One last thought...is there a reason you are persisting to memory AND disk?最后一个想法......您是否有理由坚持使用内存和磁盘？ Spark has a native .cache() that persists to memory by default. Spark 有一个原生的.cache() ，默认情况下会持久化到内存中。 The power of Spark is to do machine learning on data held in memory...BIG data in memory.

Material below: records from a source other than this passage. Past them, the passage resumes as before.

impl ReadTxn {
    // --- Nodes ---

    /// Look up a node by name, case-insensitively.
    pub fn get_node(&self, mut ws: Ws<'_>, name: &str) -> Result<(u64, Option<Arc<Node>>)> {
        let idx = self.db().max_index(&[TABLE_NODES]);
        let key = node_key(name);
        self.arm(&mut ws, WatchKey::index(TABLE_NODES, PRIMARY, key.clone()));
        Ok((idx, self.db().nodes().get(&key).cloned()))
    }

    pub fn get_node_id(&self, mut ws: Ws<'_>, id: NodeId) -> Result<(u64, Option<Arc<Node>>)> {
        let idx = self.db().max_index(&[TABLE_NODES]);
        let key = IndexKey::exact(id.to_string());
        self.arm(&mut ws, WatchKey::index(TABLE_NODES, INDEX_UUID, key.clone()));
        Ok((idx, self.db().nodes().first_by(INDEX_UUID, &key)?))
    }

    pub fn nodes(&self, mut ws: Ws<'_>) -> Result<(u64, Vec<Arc<Node>>)> {
        let idx = self.db().max_index(&[TABLE_NODES]);
        self.arm(&mut ws, WatchKey::Table(TABLE_NODES));
        Ok((idx, self.db().nodes().iter().cloned().collect()))
    }

    /// Nodes carrying every given meta pair. Only the first pair is
    /// looked up by index; the rest filter.
    pub fn nodes_by_meta(&self, mut ws: Ws<'_>, filters: &Meta) -> Result<(u64, Vec<Arc<Node>>)> {
        let idx = self.db().max_index(&[TABLE_NODES]);
        let candidates = match filters.iter().next() {
            Some((k, v)) => {
                let key = IndexKey::new([k.as_str(), v.as_str()]);
                self.arm(&mut ws, WatchKey::index(TABLE_NODES, INDEX_META, key.clone()));
                self.db().nodes().get_by(INDEX_META, &key)?
            }
            None => {
                self.arm(&mut ws, WatchKey::Table(TABLE_NODES));
                self.db().nodes().iter().cloned().collect()
            }
        };
        let nodes = candidates
            .into_iter()
            .filter(|n| filters.iter().all(|(k, v)| n.meta.get(k) == Some(v)))
            .collect();
        Ok((idx, nodes))
    }

    // --- Services ---

    /// Every service name with the union of its instances' tags.
    pub fn services(&self, mut ws: Ws<'_>) -> Result<(u64, BTreeMap<String, Vec<String>>)> {
        let idx = self.db().max_index(&[TABLE_SERVICES]);
        self.arm(&mut ws, WatchKey::Table(TABLE_SERVICES));

        let mut tags: BTreeMap<String, BTreeSet<String>> = BTreeMap::new();
        for svc in self.db().services().iter() {
            tags.entry(svc.service.clone())
                .or_default()
                .extend(svc.tags.iter().cloned());
        }
        Ok((idx, tags.into_iter().map(|(k, v)| (k, v.into_iter().collect())).collect()))
    }

    pub fn service_nodes(&self, ws: Ws<'_>, service: &str) -> Result<(u64, Vec<ServiceNode>)> {
        self.service_nodes_by(ws, INDEX_SERVICE, service, &[])
    }

    /// Instances of `service` carrying every tag in `tags`, compared
    /// case-insensitively.
    pub fn service_tag_nodes(&self, ws: Ws<'_>, service: &str, tags: &[&str]) -> Result<(u64, Vec<ServiceNode>)> {
        self.service_nodes_by(ws, INDEX_SERVICE, service, tags)
    }

    /// Proxies and native instances reachable as `service` through the mesh.
    pub fn connect_service_nodes(&self, ws: Ws<'_>, service: &str) -> Result<(u64, Vec<ServiceNode>)> {
        self.service_nodes_by(ws, INDEX_CONNECT, service, &[])
    }

    fn service_nodes_by(
        &self,
        mut ws: Ws<'_>,
        index: &'static str,
        service: &str,
        tags: &[&str],
    ) -> Result<(u64, Vec<ServiceNode>)> {
        let key = IndexKey::lower(service);
        let found = self.db().services().get_by(index, &key)?;
        self.arm(&mut ws, WatchKey::index(TABLE_SERVICES, index, key));

        let (idx, _) = self.service_index(service, !found.is_empty(), false);
        let matching: Vec<_> = found
            .into_iter()
            .filter(|svc| service_matches_tags(svc, tags))
            .collect();

        let mut results = Vec::with_capacity(matching.len());
        for svc in matching {
            let node = self.watched_node(&mut ws, &svc.node)?;
            results.push(ServiceNode { node, service: svc });
        }
        Ok((idx, results))
    }

    pub fn node_service(
        &self,
        mut ws: Ws<'_>,
        node: &str,
        service_id: &str,
    ) -> Result<(u64, Option<Arc<ServiceInstance>>)> {
        let idx = self.db().max_index(&[TABLE_SERVICES]);
        let key = service_key(node, service_id);
        self.arm(&mut ws, WatchKey::index(TABLE_SERVICES, PRIMARY, key.clone()));
        Ok((idx, self.db().services().get(&key).cloned()))
    }

    /// A node and its services, keyed by service ID.
    pub fn node_services(&self, mut ws: Ws<'_>, node: &str) -> Result<(u64, Option<NodeServices>)> {
        let idx = self.db().catalog_max_index(false);
        let key = node_key(node);
        self.arm(&mut ws, WatchKey::index(TABLE_NODES, PRIMARY, key.clone()));

        let owner = match self.db().nodes().get(&key) {
            Some(owner) => Arc::clone(owner),
            None => return Ok((idx, None)),
        };
        self.arm(&mut ws, WatchKey::index(TABLE_SERVICES, INDEX_NODE, key.clone()));
        let services = self
            .db()
            .services()
            .get_by(INDEX_NODE, &key)?
            .into_iter()
            .map(|svc| (svc.id.clone(), svc))
            .collect();
        Ok((idx, Some(NodeServices { node: owner, services })))
    }

    // --- Checks ---

    pub fn node_check(&self, node: &str, check_id: &str) -> Result<(u64, Option<Arc<HealthCheck>>)> {
        let idx = self.db().max_index(&[TABLE_CHECKS]);
        Ok((idx, self.db().checks().get(&check_key(node, check_id)).cloned()))
    }

    pub fn node_checks(&self, mut ws: Ws<'_>, node: &str) -> Result<(u64, Vec<Arc<HealthCheck>>)> {
        let idx = self.db().max_index(&[TABLE_CHECKS]);
        let key = node_key(node);
        self.arm(&mut ws, WatchKey::index(TABLE_CHECKS, INDEX_NODE, key.clone()));
        Ok((idx, self.db().checks().get_by(INDEX_NODE, &key)?))
    }

    /// Checks attached to any instance of `service`.
    pub fn service_checks(&self, mut ws: Ws<'_>, service: &str) -> Result<(u64, Vec<Arc<HealthCheck>>)> {
        let idx = self.db().max_index(&[TABLE_CHECKS]);
        let key = IndexKey::lower(service);
        self.arm(&mut ws, WatchKey::index(TABLE_CHECKS, INDEX_SERVICE, key.clone()));
        Ok((idx, self.db().checks().get_by(INDEX_SERVICE, &key)?))
    }

    /// Checks in `state`, or every check when `state` is `None`.
    pub fn checks_in_state(
        &self,
        mut ws: Ws<'_>,
        state: Option<HealthStatus>,
    ) -> Result<(u64, Vec<Arc<HealthCheck>>)> {
        let idx = self.db().max_index(&[TABLE_CHECKS]);
        let checks = match state {
            Some(status) => {
                let key = IndexKey::exact(status.as_str());
                self.arm(&mut ws, WatchKey::index(TABLE_CHECKS, INDEX_STATUS, key.clone()));
                self.db().checks().get_by(INDEX_STATUS, &key)?
            }
            None => {
                self.arm(&mut ws, WatchKey::Table(TABLE_CHECKS));
                self.db().checks().iter().cloned().collect()
            }
        };
        Ok((idx, checks))
    }

    // --- Joined health queries ---

    /// Instances of `service` with their node and checks.
    pub fn check_service_nodes(&self, ws: Ws<'_>, service: &str) -> Result<(u64, Vec<CheckServiceNode>)> {
        self.check_service_nodes_txn(ws, service, false)
    }

    /// Mesh-reachable instances of `service` with their node and checks.
    pub fn check_connect_service_nodes(&self, ws: Ws<'_>, service: &str) -> Result<(u64, Vec<CheckServiceNode>)> {
        self.check_service_nodes_txn(ws, service, true)
    }

    fn check_service_nodes_txn(
        &self,
        mut ws: Ws<'_>,
        service: &str,
        connect: bool,
    ) -> Result<(u64, Vec<CheckServiceNode>)> {
        let index = if connect { INDEX_CONNECT } else { INDEX_SERVICE };
        let key = IndexKey::lower(service);
        let results = self.db().services().get_by(index, &key)?;
        let lookup = WatchKey::index(TABLE_SERVICES, index, key);

        // A connect result may span several proxy names.
        let mut names = BTreeMap::new();
        for svc in &results {
            names
                .entry(svc.service.to_lowercase())
                .or_insert_with(|| svc.service.clone());
        }

        let mut idx = 0;
        let plan = if names.is_empty() {
            let (extinct, _) = self.service_index(service, false, true);
            idx = idx.max(extinct);
            JoinWatch::Coarse
        } else {
            let mut narrow = Vec::with_capacity(names.len());
            for name in names.values() {
                let (svc_idx, key) = self.service_index(name, true, true);
                idx = idx.max(svc_idx);
                narrow.push(key);
            }
            self.planner().plan(narrow)
        };

        match plan {
            JoinWatch::Narrow(keys) => {
                for key in keys {
                    self.arm(&mut ws, key);
                }
                // New proxy names for this destination only show up here.
                if connect {
                    self.arm(&mut ws, lookup);
                }
                self.parse_check_service_nodes(None, idx, results)
            }
            JoinWatch::Coarse => {
                self.arm(&mut ws, lookup);
                self.parse_check_service_nodes(ws, idx, results)
            }
        }
    }

    /// Instances of `service` carrying every tag in `tags`, joined with
    /// their node and checks.
    pub fn check_service_tag_nodes(
        &self,
        mut ws: Ws<'_>,
        service: &str,
        tags: &[&str],
    ) -> Result<(u64, Vec<CheckServiceNode>)> {
        let key = IndexKey::lower(service);
        let found = self.db().services().get_by(INDEX_SERVICE, &key)?;
        self.arm(&mut ws, WatchKey::index(TABLE_SERVICES, INDEX_SERVICE, key));

        let (idx, _) = self.service_index(service, !found.is_empty(), true);
        let results = found
            .into_iter()
            .filter(|svc| service_matches_tags(svc, tags))
            .collect();
        self.parse_check_service_nodes(ws, idx, results)
    }

    /// Every instance with its node and checks, optionally of one kind.
    pub fn service_dump(
        &self,
        mut ws: Ws<'_>,
        kind: Option<ServiceKind>,
    ) -> Result<(u64, Vec<CheckServiceNode>)> {
        match kind {
            Some(kind) => {
                let name = service_kind_index_name(kind);
                let idx = self.db().index_value(&name).unwrap_or(0);
                self.arm(&mut ws, index_entry_watch(&name));
                let key = IndexKey::exact(kind.as_str());
                self.arm(&mut ws, WatchKey::index(TABLE_SERVICES, INDEX_KIND, key.clone()));
                let services = self.db().services().get_by(INDEX_KIND, &key)?;
                self.parse_check_service_nodes(ws, idx, services)
            }
            None => {
                let idx = self.db().catalog_max_index(true);
                self.arm(&mut ws, WatchKey::Table(TABLE_SERVICES));
                let services = self.db().services().iter().cloned().collect();
                self.parse_check_service_nodes(ws, idx, services)
            }
        }
    }

    /// Logical index and narrow watch key for one service name.
    ///
    /// An absent service reports the extinction index, which nothing can
    /// watch incrementally.
    fn service_index(&self, service: &str, exists: bool, checks: bool) -> (u64, Option<WatchKey>) {
        if !exists {
            if let Some(extinct) = self.db().index_value(SERVICE_LAST_EXTINCTION) {
                return (extinct, None);
            }
        }
        let name = service_index_name(service);
        match self.db().index_value(&name) {
            Some(idx) => (idx, Some(index_entry_watch(&name))),
            None => (self.db().catalog_max_index(checks), None),
        }
    }

    /// Join instances with their node and checks, node checks first.
    fn parse_check_service_nodes(
        &self,
        mut ws: Ws<'_>,
        idx: u64,
        services: Vec<Arc<ServiceInstance>>,
    ) -> Result<(u64, Vec<CheckServiceNode>)> {
        let mut results = Vec::with_capacity(services.len());
        for svc in services {
            let node = self.watched_node(&mut ws, &svc.node)?;
            let mut checks = self.watched_checks(&mut ws, &svc.node, "")?;
            checks.extend(self.watched_checks(&mut ws, &svc.node, &svc.id)?);
            results.push(CheckServiceNode {
                node,
                service: svc,
                checks,
            });
        }
        Ok((idx, results))
    }

    fn watched_node(&self, ws: &mut Ws<'_>, name: &str) -> Result<Arc<Node>> {
        let key = node_key(name);
        self.arm_row(
            ws,
            WatchKey::index(TABLE_NODES, PRIMARY, key.clone()),
            WatchKey::Table(TABLE_NODES),
        );
        self.db()
            .nodes()
            .get(&key)
            .cloned()
            .ok_or(StoreError::MissingNode)
    }

    fn watched_checks(&self, ws: &mut Ws<'_>, node: &str, service_id: &str) -> Result<Vec<Arc<HealthCheck>>> {
        let key = node_key(node).push(service_id);
        self.arm_row(
            ws,
            WatchKey::index(TABLE_CHECKS, INDEX_NODE_SERVICE, key.clone()),
            WatchKey::Table(TABLE_CHECKS),
        );
        self.db().checks().get_by(INDEX_NODE_SERVICE, &key)
    }

    // --- Dumps ---

    /// One node with all of its services and checks.
    pub fn node_info(&self, mut ws: Ws<'_>, node: &str) -> Result<(u64, Option<NodeInfo>)> {
        let idx = self.db().catalog_max_index(true);
        let key = node_key(node);
        self.arm(&mut ws, WatchKey::index(TABLE_NODES, PRIMARY, key.clone()));
        let info = match self.db().nodes().get(&key) {
            Some(owner) => Some(self.node_dump_entry(&mut ws, Arc::clone(owner))?),
            None => None,
        };
        Ok((idx, info))
    }

    /// Every node with all of its services and checks.
    pub fn node_dump(&self, mut ws: Ws<'_>) -> Result<(u64, Vec<NodeInfo>)> {
        let idx = self.db().catalog_max_index(true);
        self.arm(&mut ws, WatchKey::Table(TABLE_NODES));
        let mut dump = Vec::with_capacity(self.db().nodes().len());
        for node in self.db().nodes().iter() {
            dump.push(self.node_dump_entry(&mut ws, Arc::clone(node))?);
        }
        Ok((idx, dump))
    }

    fn node_dump_entry(&self, ws: &mut Ws<'_>, node: Arc<Node>) -> Result<NodeInfo> {
        let key = node_key(&node.name);
        self.arm_row(
            ws,
            WatchKey::index(TABLE_SERVICES, INDEX_NODE, key.clone()),
            WatchKey::Table(TABLE_SERVICES),
        );
        self.arm_row(
            ws,
            WatchKey::index(TABLE_CHECKS, INDEX_NODE, key.clone()),
            WatchKey::Table(TABLE_CHECKS),
        );
        Ok(NodeInfo {
            services: self.db().services().get_by(INDEX_NODE, &key)?,
            checks: self.db().checks().get_by(INDEX_NODE, &key)?,
            node,
        })
    }

    // --- Collaborators ---

    pub fn coordinates(&self, mut ws: Ws<'_>) -> Result<(u64, Vec<Arc<Coordinate>>)> {
        let idx = self.db().max_index(&[TABLE_COORDINATES]);
        self.arm(&mut ws, WatchKey::Table(TABLE_COORDINATES));
        Ok((idx, self.db().coordinates().iter().cloned().collect()))
    }

    pub fn node_sessions(&self, mut ws: Ws<'_>, node: &str) -> Result<(u64, Vec<Arc<Session>>)> {
        let idx = self.db().max_index(&[TABLE_SESSIONS]);
        let key = node_key(node);
        self.arm(&mut ws, WatchKey::index(TABLE_SESSIONS, INDEX_NODE, key.clone()));
        Ok((idx, self.db().sessions().get_by(INDEX_NODE, &key)?))
    }
}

Spark 的强大之处在于对内存中的数据进行机器学习......内存中的大数据。 If you persist to disk, even with kryo you are creating a bottleneck at disk I/O.如果您坚持使用磁盘，即使使用 kryo，您也会在磁盘 I/O 上造成瓶颈。 IMHO the first thing to try would be to get rid of this and persist just to memory.恕我直言，首先要尝试的是摆脱这个并坚持记忆。 If performance improves, great, but you will find leaps and bounds of performance by leaning on the power of Catalyst through DataFrames.如果性能有所提高，那就太好了，但是您会发现通过 DataFrames 依靠 Catalyst 的强大功能来实现性能的飞跃。

One thing we didn't discuss is your cluster.我们没有讨论的一件事是您的集群。 It would be helpful to think about things like how much memory per node you have...how many cores per node...is your cluster virtualized with other apps that are asking for resources (over provisioned like most vHosts)... Is your cluster in the cloud?考虑每个节点有多少内存......每个节点有多少核心......你的集群是否与其他需要资源的应用程序虚拟化（像大多数虚拟主机一样过度配置）......是有帮助的您在云中的集群？ Shared or dedicated?共享还是专用？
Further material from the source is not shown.